Status quo or brave new order? Bottas to Mercedes

The announcement of Valtteri Bottas’s move to Mercedes is entirely predictable. Ever since the Finn was sighted in Brackley having a decidedly silver seat fitting, it didn’t take Sherlock Holmes to join the dots.

In fact, for such an extraordinary set of circumstances, Formula One has managed to make this whole affair feel dull and uninspired. Of course, Williams bringing back the recently-retired Felipe Massa to fill the void didn’t help. Yes, it was the correct choice, but boy was it a boring one.

Nevertheless, with a little imagination and creative license, it is simple to predict just how much hand-wringing Rosberg’s decision has caused.
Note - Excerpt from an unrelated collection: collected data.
//! Deterministic secret identifiers.
//!
//! A secret id is `prefix + encode(username)`. The encoding keeps ASCII
//! letters, digits and `/_+=.@-` verbatim and percent-encodes every other
//! byte (including `%` itself), so ids stay ASCII-safe for any backing store
//! and two different usernames never share an id.

use std::fmt;

/// Default prefix prepended to every encoded username.
pub const DEFAULT_PREFIX: &str = "vault-secret-";

/// Backing-store key for one username.
#[derive(Debug, Clone, PartialEq, Eq, Hash, PartialOrd, Ord)]
pub struct SecretId(String);

impl SecretId {
    /// Build the id for `username` under `prefix`.
    pub fn for_username(prefix: &str, username: &str) -> Self {
        let mut id = String::with_capacity(prefix.len() + username.len());
        id.push_str(prefix);
        for byte in username.bytes() {
            if is_safe(byte) {
                id.push(char::from(byte));
            } else {
                id.push_str(&format!("%{byte:02X}"));
            }
        }
        Self(id)
    }

    pub fn as_str(&self) -> &str {
        &self.0
    }
}

impl fmt::Display for SecretId {
    fn fmt(&self, f: &mut fmt::Formatter<'_>) -> fmt::Result {
        f.write_str(&self.0)
    }
}

impl AsRef<str> for SecretId {
    fn as_ref(&self) -> &str {
        &self.0
    }
}

impl From<SecretId> for String {
    fn from(id: SecretId) -> Self {
        id.0
    }
}

fn is_safe(byte: u8) -> bool {
    byte.is_ascii_alphanumeric() || matches!(byte, b'/' | b'_' | b'+' | b'=' | b'.' | b'@' | b'-')
}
The grid could look very different indeed come 2018…

Hamilton, now the undisputed kingpin at Mercedes, is far from nailed-down. In fact, it is entirely plausible that, following a fourth title in 2017, he hangs up his helmet for good. With his great rival at Mercedes long gone, a formidable tally of wins, and the greatest number of pole positions in history within his designer-branded pocket, what more can he realistically achieve?
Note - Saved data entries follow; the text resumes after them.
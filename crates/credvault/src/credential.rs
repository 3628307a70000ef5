//! Decrypted credential pairs.

use std::fmt;

use serde::{Deserialize, Serialize};
use zeroize::{Zeroize, ZeroizeOnDrop};

/// What kind of login identifier a username looks like.
///
/// Downstream consumers use this to pick a login flow (email form, phone
/// form, or plain username form).
#[derive(Debug, Clone, Copy, PartialEq, Eq, Serialize, Deserialize)]
#[serde(rename_all = "snake_case")]
pub enum CredentialKind {
    Email,
    Phone,
    Username,
}

impl CredentialKind {
    /// Classify a login identifier.
    ///
    /// Anything containing `@` is an email; all ASCII digits (optionally with
    /// a leading `+`) is a phone number; everything else is a username.
    pub fn classify(identifier: &str) -> Self {
        if identifier.contains('@') {
            return Self::Email;
        }
        let digits = identifier.strip_prefix('+').unwrap_or(identifier);
        if !digits.is_empty() && digits.bytes().all(|b| b.is_ascii_digit()) {
            return Self::Phone;
        }
        Self::Username
    }

    pub fn as_str(&self) -> &'static str {
        match self {
            Self::Email => "email",
            Self::Phone => "phone",
            Self::Username => "username",
        }
    }
}

impl fmt::Display for CredentialKind {
    fn fmt(&self, f: &mut fmt::Formatter<'_>) -> fmt::Result {
        f.write_str(self.as_str())
    }
}

/// A decrypted username/password pair.
///
/// Both fields are wiped when the value is dropped, and `Debug` redacts the
/// password.
#[derive(Clone, PartialEq, Eq, Zeroize, ZeroizeOnDrop)]
pub struct Credentials {
    username: String,
    password: String,
}

impl Credentials {
    pub fn new(username: impl Into<String>, password: impl Into<String>) -> Self {
        Self {
            username: username.into(),
            password: password.into(),
        }
    }

    pub fn username(&self) -> &str {
        &self.username
    }

    pub fn password(&self) -> &str {
        &self.password
    }

    pub fn kind(&self) -> CredentialKind {
        CredentialKind::classify(&self.username)
    }

    /// Consume into `(username, password)`.
    pub fn into_parts(mut self) -> (String, String) {
        (
            std::mem::take(&mut self.username),
            std::mem::take(&mut self.password),
        )
    }
}

impl fmt::Debug for Credentials {
    fn fmt(&self, f: &mut fmt::Formatter<'_>) -> fmt::Result {
        f.debug_struct("Credentials")
            .field("username", &self.username)
            .field("password", &"<redacted>")
            .finish()
    }
}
It is somehow a struggle to imagine him emulating Schumacher, and the pull from his L.A lifestyle appears stronger than ever. Far from wishing Rosberg to win any more plaudits as a brave family-man, will it be time to knock it on the head?

Wouldn’t it be a romantic thought to see Hamilton, by then an unarguable great, walk away a rockstar of the sport. Perhaps he will attempt to conquer Indy, in a manner similar to his spiritual forbear, Nigel Mansell? Or, more likely, defect to his musical friends stateside, and leave the small-minded paddock behind.

Sebastian Vettel would be an obvious replacement. Beyond his status as the most successful German bar-Schumacher, it is difficult to envisage his crumbling relationship with Ferrari repairing itself anytime soon.

The Scuderia, sinking deeper into a pit of internal politics and crushing expectation, is not likely to win the world championship within the next three years.

Vettel, who struck up a formidable partnership with (rumoured) Mercedes man James Allison whilst the two were at Ferrari, would relish the opportunity to return to the winners’ rostrum together. Bottas would prove an excellent foil, in much the same way that Raikkonen has at Ferrari.

So, who would come to Ferrari’s rescue? With Kimi most likely shuffling into retirement, it would be an entirely clean sheet at Maranello. This is where things could get far more interesting, and it revolves around Red Bull.

Daniel Ricciardo and Max Verstappen will inevitably lock horns. If the Newey-penned RB13 gets within a sniff of the Mercedes, ructions will begin to form in Milton Keynes. Ricciardo, long awaiting a shot at the title, has done the groundwork, and moulded the team around him the hard way. This was Vettel’s chiefdom a few years ago, remember, but the Australian rapidly condemned him to years of political fairy light untangling at Ferrari.

Nevertheless, the stupefying rise of Verstappen has left Marko et al in a bit of a pickle. Do they throw their weight behind Ricciardo, but face losing the prodigious teenager, or alienate their team leader in favour of a sparkling but inexperienced youngster?

If the answer is the latter, then perhaps Daniel – of Italian descent – could attempt to achieve the fairy-tale phoenix act with Ferrari.

His team-mate? Well this is where it gets far harder to predict, but Grosjean has long deserved a move to a top team. His Haas connections might prove fruitful after all. I’d expect his seat to be taken by Leclerc or promising Italian Antonio Giovanazzi.

An alternative for Ferrari could be Pascal Werhlein. Mercedes’s dealings with the German over the winter was telling. I can’t see him promoted to a higher team anytime soon, so perhaps a stint as Ricciardo’s number two would be a promising alternative.

Williams is another interesting team to observe over the coming season. Massa will likely be back to sipping Pina Colada’s next January, so the Grove outfit would require a long term option. With a void at Red Bull, Sainz will surely be promoted, but he would otherwise prove a good fit if Sir Frank came calling…

This conjecture could go on and on, and at the end of the day it is purely that – a prediction.

It’s food for thought, though. Bottas’ appointment at Mercedes might be a little meagre, but it could potentially spark a stupefying game of musical chairs. Sounds mouth-watering, doesn’t it?